──────── Provided material

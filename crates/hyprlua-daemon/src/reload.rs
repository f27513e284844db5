//! Script reloading
//!
//! `ReloadCoordinator` owns the script engine and the only writer access to
//! the `ScriptHandle`. Reloads run inline on whichever task delivers the
//! change signal and are serialized by a mutex. The handle is swapped only
//! after the new script ran to completion, so event hooks always see either
//! the previous environment or the new one.

use std::path::{Path, PathBuf};
use std::sync::{Arc, Mutex, PoisonError, RwLock, TryLockError};

use hyprlua_config::NotificationSettings;
use tracing::{debug, error, info, trace};

use crate::hypr_ipc::{EventHooks, HandlerError};
use crate::notify::{Notifier, Severity};
use crate::script::{ScriptEngine, ScriptEnvironment, ScriptError};
use crate::watcher::{ChangeListener, ChangeSignal};

/// Swappable reference to the active script environment
#[derive(Debug)]
pub struct ScriptHandle<E> {
    current: RwLock<Option<Arc<E>>>,
}

impl<E> Default for ScriptHandle<E> {
    fn default() -> Self {
        Self {
            current: RwLock::new(None),
        }
    }
}

impl<E> ScriptHandle<E> {
    pub fn new() -> Self {
        Self::default()
    }

    /// The active environment, if a script has been loaded
    pub fn snapshot(&self) -> Option<Arc<E>> {
        self.current
            .read()
            .unwrap_or_else(PoisonError::into_inner)
            .clone()
    }

    pub fn is_loaded(&self) -> bool {
        self.current
            .read()
            .unwrap_or_else(PoisonError::into_inner)
            .is_some()
    }

    /// Install `env`, returning the one it replaces
    pub(crate) fn replace(&self, env: E) -> Option<Arc<E>> {
        let env = Arc::new(env);
        let mut current = self.current.write().unwrap_or_else(PoisonError::into_inner);
        current.replace(env)
    }

    /// Drop the active environment
    pub fn clear(&self) -> Option<Arc<E>> {
        self.current
            .write()
            .unwrap_or_else(PoisonError::into_inner)
            .take()
    }
}

impl<E: ScriptEnvironment> EventHooks for ScriptHandle<E> {
    fn emit(&self, event: &str, fields: &[(&'static str, String)]) -> Result<(), HandlerError> {
        let Some(env) = self.snapshot() else {
            trace!(event, "No script loaded");
            return Ok(());
        };
        match env.call_hook(event, fields) {
            Ok(true) => {
                debug!(event, "Hook called");
                Ok(())
            }
            Ok(false) => Ok(()),
            Err(e) => Err(HandlerError::new(e.to_string())),
        }
    }
}

#[derive(Debug, Clone, Copy, PartialEq, Eq)]
pub enum ReloadState {
    Idle,
    Reloading,
}

/// Reloads the script when the watched file changes
pub struct ReloadCoordinator<G: ScriptEngine> {
    engine: G,
    script_path: PathBuf,
    handle: Arc<ScriptHandle<G::Env>>,
    state: Mutex<ReloadState>,
    notifier: Arc<dyn Notifier>,
    notifications: NotificationSettings,
}

impl<G: ScriptEngine> ReloadCoordinator<G> {
    pub fn new(engine: G, script_path: impl Into<PathBuf>, notifier: Arc<dyn Notifier>) -> Self {
        Self {
            engine,
            script_path: script_path.into(),
            handle: Arc::new(ScriptHandle::new()),
            state: Mutex::new(ReloadState::Idle),
            notifier,
            notifications: NotificationSettings::default(),
        }
    }

    pub fn with_notifications(mut self, notifications: NotificationSettings) -> Self {
        self.notifications = notifications;
        self
    }

    #[allow(dead_code)]
    pub fn engine(&self) -> &G {
        &self.engine
    }

    pub fn script_path(&self) -> &Path {
        &self.script_path
    }

    /// Shared handle to the active environment
    pub fn handle(&self) -> Arc<ScriptHandle<G::Env>> {
        self.handle.clone()
    }

    pub fn state(&self) -> ReloadState {
        match self.state.try_lock() {
            Ok(state) => *state,
            Err(TryLockError::WouldBlock) => ReloadState::Reloading,
            Err(TryLockError::Poisoned(poisoned)) => *poisoned.into_inner(),
        }
    }

    /// Run the script in a fresh environment and make it the active one
    ///
    /// Blocks while another reload is in progress. On failure the previous
    /// environment stays active. Either way exactly one notification is sent.
    pub fn reload(&self) -> Result<(), ScriptError> {
        let mut state = self.state.lock().unwrap_or_else(PoisonError::into_inner);
        *state = ReloadState::Reloading;

        let result = self.engine.load_and_run(&self.script_path);
        let outcome = match result {
            Ok(env) => {
                let previous = self.handle.replace(env);
                info!(
                    replaced = previous.is_some(),
                    "Loaded {}",
                    self.script_path.display()
                );
                self.notifier.notify(
                    &format!("Loaded '{}'", self.script_path.display()),
                    Severity::Success,
                    self.notifications.duration,
                );
                Ok(())
            }
            Err(e) => {
                error!("{}", e);
                self.notifier
                    .notify(&e.to_string(), Severity::Error, self.notifications.error_duration);
                Err(e)
            }
        };

        *state = ReloadState::Idle;
        outcome
    }
}

impl<G: ScriptEngine> ChangeListener for ReloadCoordinator<G> {
    fn on_change(&self, signal: ChangeSignal) {
        if self.state() == ReloadState::Reloading {
            debug!("Reload already in progress, queueing behind it");
        }
        debug!(since_signal = ?signal.at.elapsed(), "Reloading");
        // Failures are reported by reload itself
        let _ = self.reload();
    }
}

────────────────

Copy every line of the listing containing the string "previous".

Solution to this task:
//! the previous environment or the new one.
    /// Blocks while another reload is in progress. On failure the previous
                let previous = self.handle.replace(env);
                    replaced = previous.is_some(),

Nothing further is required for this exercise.